CVE-2025-7859 is a SQL Injection vulnerability identified in version 1.0 of the code-projects Church Donation System, specifically within the /members/update_password_admin.php file. The vulnerability arises from improper handling of the 'new_password' parameter, which allows an attacker to inject malicious SQL code remotely without any authentication or user interaction. This flaw enables an attacker to manipulate backend database queries, potentially leading to unauthorized data access, data modification, or deletion. The vulnerability has a CVSS 4.0 base score of 6.9, indicating a medium severity level, with an attack vector classified as network-based and no privileges or user interaction required. The impact on confidentiality, integrity, and availability is rated low individually but combined could lead to significant compromise depending on the database contents and system configuration. Although no known exploits have been reported in the wild, the public disclosure of the vulnerability increases the risk of exploitation. The lack of available patches or mitigation guidance from the vendor further elevates the threat to organizations using this software. Given that the Church Donation System is likely used by religious organizations to manage donations and member information, the exposure of sensitive personal and financial data is a critical concern. The vulnerability's remote exploitability and absence of authentication requirements make it a high-risk entry point for attackers aiming to compromise backend databases or pivot into internal networks.

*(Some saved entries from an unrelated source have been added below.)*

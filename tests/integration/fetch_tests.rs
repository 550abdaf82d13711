//! Fetcher and session tests against a live mock server

use crate::common;
use search_harvest::crawler::{
    CrawlSession, ErrorTag, FetchRequest, FetchStatus, Fetcher, RetryPolicy, SessionOptions,
};
use search_harvest::document::Normalizer;
use search_harvest::{DocumentFormat, HarvestError, Source};
use std::sync::Arc;
use std::time::Duration;
use wiremock::matchers::{header, method, path};
use wiremock::{Mock, MockServer, ResponseTemplate};

fn no_wait(max_retries: u32) -> RetryPolicy {
    RetryPolicy {
        max_retries,
        backoff: Duration::ZERO,
    }
}

#[tokio::test]
async fn test_fetch_returns_body_and_final_url() {
    let mock_server = MockServer::start().await;

    Mock::given(method("GET"))
        .and(path("/start"))
        .respond_with(ResponseTemplate::new(301).insert_header("location", "/end"))
        .mount(&mock_server)
        .await;

    Mock::given(method("GET"))
        .and(path("/end"))
        .respond_with(ResponseTemplate::new(200).set_body_string("<p>done</p>"))
        .mount(&mock_server)
        .await;

    let outcome = common::fetcher()
        .fetch(&FetchRequest::get(format!("{}/start", mock_server.uri())))
        .await
        .unwrap();

    assert_eq!(outcome.status, FetchStatus::Http(200));
    assert_eq!(outcome.body.as_deref(), Some(&b"<p>done</p>"[..]));
    assert_eq!(outcome.final_url.unwrap().path(), "/end");
}

#[tokio::test]
async fn test_redirect_loop_single_shot() {
    let mock_server = MockServer::start().await;

    Mock::given(path("/loop"))
        .respond_with(ResponseTemplate::new(302).insert_header("location", "/loop"))
        .mount(&mock_server)
        .await;

    let outcome = common::fetcher()
        .fetch(&FetchRequest::get(format!("{}/loop", mock_server.uri())))
        .await
        .unwrap();

    assert_eq!(outcome.status, FetchStatus::Error(ErrorTag::TooManyRedirects));
    assert!(outcome.body.is_none());
}

#[tokio::test]
async fn test_redirect_loop_exhausts_retries() {
    let mock_server = MockServer::start().await;

    Mock::given(path("/loop"))
        .respond_with(ResponseTemplate::new(302).insert_header("location", "/loop"))
        .mount(&mock_server)
        .await;

    let request = FetchRequest::get(format!("{}/loop", mock_server.uri())).with_retry(no_wait(2));
    let result = common::fetcher().fetch(&request).await;

    assert!(matches!(
        result,
        Err(HarvestError::Connectivity {
            attempts: 2,
            last: ErrorTag::TooManyRedirects,
            ..
        })
    ));
}

#[tokio::test]
async fn test_timeout_is_tagged() {
    let mock_server = MockServer::start().await;

    Mock::given(method("GET"))
        .respond_with(ResponseTemplate::new(200).set_delay(Duration::from_secs(3)))
        .mount(&mock_server)
        .await;

    let session = CrawlSession::new(&SessionOptions {
        timeout: Duration::from_millis(200),
        ..SessionOptions::default()
    })
    .unwrap();
    let fetcher = Fetcher::new(Arc::new(session));

    let outcome = fetcher
        .fetch(&FetchRequest::get(mock_server.uri()))
        .await
        .unwrap();

    assert_eq!(outcome.status, FetchStatus::Error(ErrorTag::Timeout));
}

#[tokio::test]
async fn test_refused_connection_single_shot() {
    let outcome = common::fetcher()
        .fetch(&FetchRequest::get(common::refused_url("/")))
        .await
        .unwrap();

    assert_eq!(outcome.status, FetchStatus::Error(ErrorTag::ConnectionError));
}

#[tokio::test]
async fn test_cookies_shared_across_requests() {
    let mock_server = MockServer::start().await;

    Mock::given(method("GET"))
        .and(path("/login"))
        .respond_with(ResponseTemplate::new(200).insert_header("set-cookie", "session=abc; Path=/"))
        .mount(&mock_server)
        .await;

    Mock::given(method("GET"))
        .and(path("/account"))
        .and(header("cookie", "session=abc"))
        .respond_with(ResponseTemplate::new(200))
        .mount(&mock_server)
        .await;

    Mock::given(method("GET"))
        .and(path("/account"))
        .respond_with(ResponseTemplate::new(403))
        .mount(&mock_server)
        .await;

    let fetcher = common::fetcher();
    fetcher
        .fetch(&FetchRequest::get(format!("{}/login", mock_server.uri())))
        .await
        .unwrap();
    let outcome = fetcher
        .fetch(&FetchRequest::get(format!("{}/account", mock_server.uri())))
        .await
        .unwrap();

    assert_eq!(outcome.status, FetchStatus::Http(200));
}

#[tokio::test]
async fn test_user_agent_is_sent() {
    let mock_server = MockServer::start().await;

    Mock::given(method("GET"))
        .and(header("user-agent", "HarvestBot/2.0"))
        .respond_with(ResponseTemplate::new(200))
        .expect(1)
        .mount(&mock_server)
        .await;

    let session = CrawlSession::new(&SessionOptions {
        user_agent: "HarvestBot/2.0".to_string(),
        ..SessionOptions::default()
    })
    .unwrap();
    let outcome = Fetcher::new(Arc::new(session))
        .fetch(&FetchRequest::get(mock_server.uri()))
        .await
        .unwrap();

    assert_eq!(outcome.status, FetchStatus::Http(200));
}

#[tokio::test]
async fn test_normalizer_fetches_url_source() {
    let mock_server = MockServer::start().await;

    Mock::given(method("GET"))
        .and(path("/page"))
        .respond_with(ResponseTemplate::new(200).set_body_string(
            r#"<html><body><div class="hit"><a href="next">n</a></div></body></html>"#,
        ))
        .expect(1)
        .mount(&mock_server)
        .await;

    let normalizer = Normalizer::new(common::fetcher());
    let source = Source::guess(&format!("{}/page", mock_server.uri()));
    let document = normalizer.parse(source, DocumentFormat::Html).await.unwrap();

    assert!(!document.is_empty());
    assert_eq!(
        document.base_url().unwrap().as_str(),
        format!("{}/page", mock_server.uri())
    );
}

#[tokio::test]
async fn test_normalizer_missing_path() {
    let normalizer = Normalizer::new(common::fetcher());
    let result = normalizer
        .parse(Source::guess("/no/such/page.html"), DocumentFormat::Html)
        .await;

    assert!(matches!(result, Err(HarvestError::NotFound { .. })));
}
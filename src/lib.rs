//! Search-Harvest: batch-driven web discovery
//!
//! This crate takes a list of search keys, queries a templated search endpoint
//! for each key, extracts a target link from the result page with a declarative
//! HTML pattern, and archives the linked pages as normalized snapshots.

pub mod archive;
pub mod config;
pub mod crawler;
pub mod document;
pub mod extract;
pub mod input;
pub mod output;
pub mod state;
pub mod url;

use thiserror::Error;

/// Main error type for Search-Harvest operations
#[derive(Debug, Error)]
pub enum HarvestError {
    #[error("Configuration error: {0}")]
    Config(#[from] ConfigError),

    #[error("Input error: {0}")]
    Input(#[from] InputError),

    #[error("Output error: {0}")]
    Output(#[from] output::OutputError),

    #[error("Invalid URL: {url}")]
    InvalidUrl { url: String },

    #[error("No such file: {path}")]
    NotFound { path: String },

    #[error("Lost connectivity to {url} after {attempts} attempts (last error: {last})")]
    Connectivity {
        url: String,
        attempts: u32,
        last: crawler::ErrorTag,
    },

    #[error("Crawl cancelled")]
    Cancelled,

    #[error("Invalid state transition: {from:?} -> {to:?}")]
    InvalidTransition {
        from: state::ItemState,
        to: state::ItemState,
    },

    #[error("HTTP client error: {0}")]
    Reqwest(#[from] reqwest::Error),

    #[error("Invalid header {name}: {message}")]
    InvalidHeader { name: String, message: String },

    #[error("Worker task failed: {0}")]
    Join(#[from] tokio::task::JoinError),

    #[error("IO error: {0}")]
    Io(#[from] std::io::Error),
}

/// Configuration-specific errors
#[derive(Debug, Error)]
pub enum ConfigError {
    #[error("Failed to read config file: {0}")]
    Io(#[from] std::io::Error),

    #[error("Failed to parse TOML: {0}")]
    Parse(#[from] toml::de::Error),

    #[error("Validation error: {0}")]
    Validation(String),

    #[error("Invalid URL in config: {0}")]
    InvalidUrl(String),
}

/// Work-item file errors
#[derive(Debug, Error)]
pub enum InputError {
    #[error("Work-item file not found: {0}")]
    NotFound(String),

    #[error("Malformed work-item line {line}: {content:?}")]
    Malformed { line: u64, content: String },

    #[error("Failed to read work items: {0}")]
    Csv(#[from] csv::Error),
}

/// Result type alias for Search-Harvest operations
pub type Result<T> = std::result::Result<T, HarvestError>;

/// Result type alias for configuration operations
pub type ConfigResult<T> = std::result::Result<T, ConfigError>;

// Re-export commonly used types
pub use archive::PageArchiver;
pub use config::Config;
pub use crawler::{
    BatchCrawler, CrawlPlan, CrawlSession, ErrorTag, FetchOutcome, FetchStatus, Fetcher,
    ResultRecord, WorkItem,
};
pub use document::{Document, DocumentFormat, Source};
pub use extract::{extract, ExtractionPattern};
pub use state::ItemState;
//! Work-item loading
//!
//! Reads `key,identifier` lines into an ordered list of work items.

use crate::crawler::WorkItem;
use crate::InputError;
use std::collections::HashMap;
use std::io::{BufRead, BufReader, Read};
use std::path::Path;

/// Quote character removed everywhere in a field
const QUOTE: char = '"';

/// Loads work items from a `key,identifier` file
///
/// # Returns
///
/// * `Ok(Vec<WorkItem>)` - Items in file order, duplicates folded
/// * `Err(NotFound)` - The file does not exist
/// * `Err(Malformed)` - A line does not hold exactly one delimiter
pub fn load_work_items(path: &Path) -> Result<Vec<WorkItem>, InputError> {
    if !path.is_file() {
        return Err(InputError::NotFound(path.display().to_string()));
    }

    let file = std::fs::File::open(path).map_err(csv::Error::from)?;
    let items = read_work_items(file)?;
    tracing::info!("Loaded {} work items from {}", items.len(), path.display());
    Ok(items)
}

/// Reads work items from any reader
///
/// Every quote character is removed from both fields, then surrounding
/// whitespace is trimmed. A line without the delimiter, blank lines
/// included, fails the whole load; empty fields next to a delimiter are
/// kept. When an identifier repeats, the later key replaces the earlier one
/// but keeps the earlier position.
pub fn read_work_items<R: Read>(reader: R) -> Result<Vec<WorkItem>, InputError> {
    let mut builder = csv::ReaderBuilder::new();
    builder.has_headers(false).quoting(false).flexible(true);

    let mut items: Vec<WorkItem> = Vec::new();
    let mut positions: HashMap<String, usize> = HashMap::new();

    // The csv reader drops blank lines, so lines are split here and each
    // one is parsed as a single record
    for (index, line) in BufReader::new(reader).lines().enumerate() {
        let line = line.map_err(csv::Error::from)?;
        let number = index as u64 + 1;
        let line = line.trim_end();

        let record = builder
            .from_reader(line.as_bytes())
            .into_records()
            .next()
            .transpose()?
            .unwrap_or_default();
        let fields: Vec<String> = record.iter().map(clean_field).collect();

        let (key, identifier) = match fields.as_slice() {
            [key, identifier] => (key.as_str(), identifier.as_str()),
            _ => {
                return Err(InputError::Malformed {
                    line: number,
                    content: line.to_string(),
                })
            }
        };

        match positions.get(identifier) {
            Some(&index) => {
                tracing::warn!(
                    "Duplicate identifier {}: key {} replaces {}",
                    identifier,
                    key,
                    items[index].key
                );
                items[index].key = key.to_string();
            }
            None => {
                positions.insert(identifier.to_string(), items.len());
                items.push(WorkItem::new(key, identifier));
            }
        }
    }

    Ok(items)
}

fn clean_field(field: &str) -> String {
    field.replace(QUOTE, "").trim().to_string()
}
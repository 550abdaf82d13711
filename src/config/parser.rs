use crate::config::types::Config;
use crate::config::validation::validate;
use crate::ConfigError;
use sha2::{Digest, Sha256};
use std::path::Path;

/// Loads and parses a configuration file from the given path
///
/// # Arguments
///
/// * `path` - Path to the TOML configuration file
///
/// # Returns
///
/// * `Ok(Config)` - Successfully loaded and validated configuration
/// * `Err(ConfigError)` - Failed to load, parse, or validate the configuration
pub fn load_config(path: &Path) -> Result<Config, ConfigError> {
    let content = std::fs::read_to_string(path)?;
    parse_config(&content)
}

/// Parses and validates configuration from TOML text
pub fn parse_config(content: &str) -> Result<Config, ConfigError> {
    let config: Config = toml::from_str(content)?;
    validate(&config)?;
    Ok(config)
}

/// Computes a SHA-256 hash of the configuration file content
///
/// Logged at startup so result files can be traced back to the
/// configuration that produced them.
pub fn compute_config_hash(path: &Path) -> Result<String, ConfigError> {
    let content = std::fs::read_to_string(path)?;
    let mut hasher = Sha256::new();
    hasher.update(content.as_bytes());
    Ok(hex::encode(hasher.finalize()))
}

/// Loads a configuration and returns both the config and its hash
pub fn load_config_with_hash(path: &Path) -> Result<(Config, String), ConfigError> {
    let config = load_config(path)?;
    let hash = compute_config_hash(path)?;
    Ok((config, hash))
}
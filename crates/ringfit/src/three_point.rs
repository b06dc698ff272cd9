//! Closed-form circle through three points.
//!
//! The circumcenter is the barycentric combination of the vertices with
//! weights `a(b+c-a)`, `b(c+a-b)`, `c(a+b-c)` where `a, b, c` are squared
//! side lengths opposite each vertex. The radius is `abc / (4·area)` with the
//! area from Heron's formula.

use nalgebra::Vector2;

use crate::circle::CircleCandidate;

/// Relative tolerance on the weight sum, which scales with `length⁴`.
const COLLINEAR_REL_EPS: f64 = 1e-12;

/// Three points do not define a unique circle.
#[derive(Debug, Clone, Copy, PartialEq)]
pub enum DegenerateGeometry {
    /// Points are collinear (or coincide): the barycentric weights sum to 0.
    Collinear {
        /// Weight sum `s = wa + wb + wc`.
        weight_sum: f64,
    },
    /// One Heron factor is not positive, so the triangle has no area.
    NonPositiveHeronFactor {
        /// Index of the failing factor in
        /// `[(A+B+C), (-A+B+C), (A-B+C), (A+B-C)]` with `A = √a` etc.
        factor: usize,
        /// Its value.
        value: f64,
    },
    /// Input coordinates or the resulting circle are not finite.
    NonFinite,
}

impl std::fmt::Display for DegenerateGeometry {
    fn fmt(&self, f: &mut std::fmt::Formatter<'_>) -> std::fmt::Result {
        match self {
            Self::Collinear { weight_sum } => {
                write!(f, "points are collinear (weight sum {:e})", weight_sum)
            }
            Self::NonPositiveHeronFactor { factor, value } => {
                write!(f, "degenerate triangle: Heron factor {} = {:e}", factor, value)
            }
            Self::NonFinite => write!(f, "non-finite point or circle parameters"),
        }
    }
}

impl std::error::Error for DegenerateGeometry {}

/// Fit the unique circle through `p0`, `p1`, `p2` (each `[x, y]`).
///
/// Collinear or coincident points are rejected; callers should request a
/// different triple instead of retrying.
pub fn fit_three_points(
    p0: [f64; 2],
    p1: [f64; 2],
    p2: [f64; 2],
) -> Result<CircleCandidate, DegenerateGeometry> {
    let pts = [p0, p1, p2].map(|p| Vector2::new(p[0], p[1]));
    if pts.iter().any(|p| !p.x.is_finite() || !p.y.is_finite()) {
        return Err(DegenerateGeometry::NonFinite);
    }

    let a = (pts[1] - pts[2]).norm_squared();
    let b = (pts[2] - pts[0]).norm_squared();
    let c = (pts[0] - pts[1]).norm_squared();

    let wa = a * (b + c - a);
    let wb = b * (c + a - b);
    let wc = c * (a + b - c);
    let s = wa + wb + wc;

    let scale = (a + b + c) * (a + b + c);
    if s == 0.0 || s.abs() <= COLLINEAR_REL_EPS * scale {
        return Err(DegenerateGeometry::Collinear { weight_sum: s });
    }

    let center = (pts[0] * wa + pts[1] * wb + pts[2] * wc) / s;

    let (sa, sb, sc) = (a.sqrt(), b.sqrt(), c.sqrt());
    let factors = [
        sa + sb + sc,
        -sa + sb + sc,
        sa - sb + sc,
        sa + sb - sc,
    ];
    if let Some((factor, &value)) = factors.iter().enumerate().find(|&(_, &v)| v <= 0.0) {
        return Err(DegenerateGeometry::NonPositiveHeronFactor { factor, value });
    }
    let r = (sa * sb * sc) / factors.iter().product::<f64>().sqrt();

    CircleCandidate::new(center.x, center.y, r).map_err(|_| DegenerateGeometry::NonFinite)
}
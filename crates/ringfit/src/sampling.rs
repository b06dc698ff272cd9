//! Circumference sampling in integer pixel coordinates.

use std::f64::consts::TAU;

use serde::{Deserialize, Serialize};

/// Default number of circumference samples.
pub const DEFAULT_NUM_POINTS: usize = 360;

/// Integer pixel index produced by the circle sampler.
///
/// Indices are signed: a circle reaching past the top or left image border
/// yields negative values, which evaluation reports as out of bounds.
#[derive(Debug, Clone, Copy, PartialEq, Eq, Hash, Serialize, Deserialize)]
pub struct PixelIndex {
    /// Row index (`y`).
    pub row: i64,
    /// Column index (`x`).
    pub col: i64,
}

/// Sample `num_points` positions evenly spaced around a circle.
///
/// Angles are `θ_k = 2πk / num_points` for `k in 0..num_points`, so `2π`
/// itself is excluded and no angle is visited twice. Each point
/// `(x + r·cosθ, y + r·sinθ)` is truncated towards negative infinity, which
/// matches plain truncation for in-image coordinates. Non-finite
/// coordinates map to `i64::MIN` so they can never pass a bounds check.
///
/// No clipping is applied; callers must bounds-check.
pub fn sample_circle(x: f64, y: f64, r: f64, num_points: usize) -> Vec<PixelIndex> {
    let mut out = Vec::with_capacity(num_points);
    sample_circle_into(x, y, r, num_points, &mut out);
    out
}

/// Buffer-reusing variant of [`sample_circle`]; `out` is cleared first.
pub fn sample_circle_into(x: f64, y: f64, r: f64, num_points: usize, out: &mut Vec<PixelIndex>) {
    out.clear();
    if num_points == 0 {
        return;
    }
    let step = TAU / num_points as f64;
    out.extend((0..num_points).map(|k| {
        let (s, c) = (k as f64 * step).sin_cos();
        PixelIndex {
            row: to_index(y + r * s),
            col: to_index(x + r * c),
        }
    }));
}

#[inline]
fn to_index(v: f64) -> i64 {
    if v.is_finite() {
        v.floor() as i64
    } else {
        i64::MIN
    }
}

For European organizations, particularly religious institutions and charities using the Church Donation System 1.0, this vulnerability poses a significant risk to the confidentiality and integrity of donor and member data. Exploitation could lead to unauthorized disclosure of personally identifiable information (PII), financial transaction details, and administrative credentials. Such breaches could result in reputational damage, legal liabilities under GDPR, and financial losses. Additionally, attackers could alter donation records or disrupt system availability, impacting organizational operations and trust. The medium CVSS score reflects moderate technical impact but the real-world consequences could be severe due to the sensitivity of the data handled. Since the vulnerability requires no authentication and can be exploited remotely, attackers from anywhere could target these systems, increasing the threat landscape for European entities. The absence of patches means organizations must rely on alternative mitigations to protect their systems until an official fix is released.

European organizations should immediately conduct a thorough audit to identify any deployments of code-projects Church Donation System version 1.0. If found, they should consider isolating these systems from external network access to prevent remote exploitation. Implementing Web Application Firewalls (WAFs) with custom rules to detect and block SQL injection patterns targeting the 'new_password' parameter can provide a critical layer of defense. Organizations should also review and harden database permissions to minimize the impact of a potential injection attack, ensuring the application uses least privilege principles. Regular monitoring of logs for suspicious SQL queries or unusual access patterns is essential for early detection. If feasible, migrating to alternative donation management solutions or upgrading to a patched version (once available) is recommended. Additionally, organizations should educate administrators about the risks and ensure backups of critical data are maintained securely to enable recovery in case of compromise.